BEGIN Data for this task

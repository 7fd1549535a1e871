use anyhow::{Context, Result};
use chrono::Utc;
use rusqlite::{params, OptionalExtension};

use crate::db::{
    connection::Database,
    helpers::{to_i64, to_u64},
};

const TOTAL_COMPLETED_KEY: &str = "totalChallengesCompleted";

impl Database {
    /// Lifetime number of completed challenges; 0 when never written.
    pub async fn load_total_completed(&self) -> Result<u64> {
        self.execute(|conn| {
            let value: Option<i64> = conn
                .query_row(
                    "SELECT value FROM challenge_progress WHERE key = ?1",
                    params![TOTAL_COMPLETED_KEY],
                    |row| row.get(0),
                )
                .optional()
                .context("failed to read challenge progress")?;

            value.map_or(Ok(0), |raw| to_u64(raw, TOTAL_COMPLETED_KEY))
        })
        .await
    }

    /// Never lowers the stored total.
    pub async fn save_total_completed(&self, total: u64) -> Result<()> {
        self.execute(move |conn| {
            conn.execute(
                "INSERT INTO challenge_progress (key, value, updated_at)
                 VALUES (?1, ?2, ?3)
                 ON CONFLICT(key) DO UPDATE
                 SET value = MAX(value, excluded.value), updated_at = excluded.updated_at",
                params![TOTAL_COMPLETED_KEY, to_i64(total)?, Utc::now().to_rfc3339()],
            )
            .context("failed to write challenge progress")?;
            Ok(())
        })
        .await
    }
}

END Data for this task

Set all of the material down once more, unchanged.

repository 7fd1549535a1e871
use anyhow::{Context, Result};
use chrono::Utc;
use rusqlite::{params, OptionalExtension};

use crate::db::{
    connection::Database,
    helpers::{to_i64, to_u64},
};

const TOTAL_COMPLETED_KEY: &str = "totalChallengesCompleted";

impl Database {
    /// Lifetime number of completed challenges; 0 when never written.
    pub async fn load_total_completed(&self) -> Result<u64> {
        self.execute(|conn| {
            let value: Option<i64> = conn
                .query_row(
                    "SELECT value FROM challenge_progress WHERE key = ?1",
                    params![TOTAL_COMPLETED_KEY],
                    |row| row.get(0),
                )
                .optional()
                .context("failed to read challenge progress")?;

            value.map_or(Ok(0), |raw| to_u64(raw, TOTAL_COMPLETED_KEY))
        })
        .await
    }

    /// Never lowers the stored total.
    pub async fn save_total_completed(&self, total: u64) -> Result<()> {
        self.execute(move |conn| {
            conn.execute(
                "INSERT INTO challenge_progress (key, value, updated_at)
                 VALUES (?1, ?2, ?3)
                 ON CONFLICT(key) DO UPDATE
                 SET value = MAX(value, excluded.value), updated_at = excluded.updated_at",
                params![TOTAL_COMPLETED_KEY, to_i64(total)?, Utc::now().to_rfc3339()],
            )
            .context("failed to write challenge progress")?;
            Ok(())
        })
        .await
    }
}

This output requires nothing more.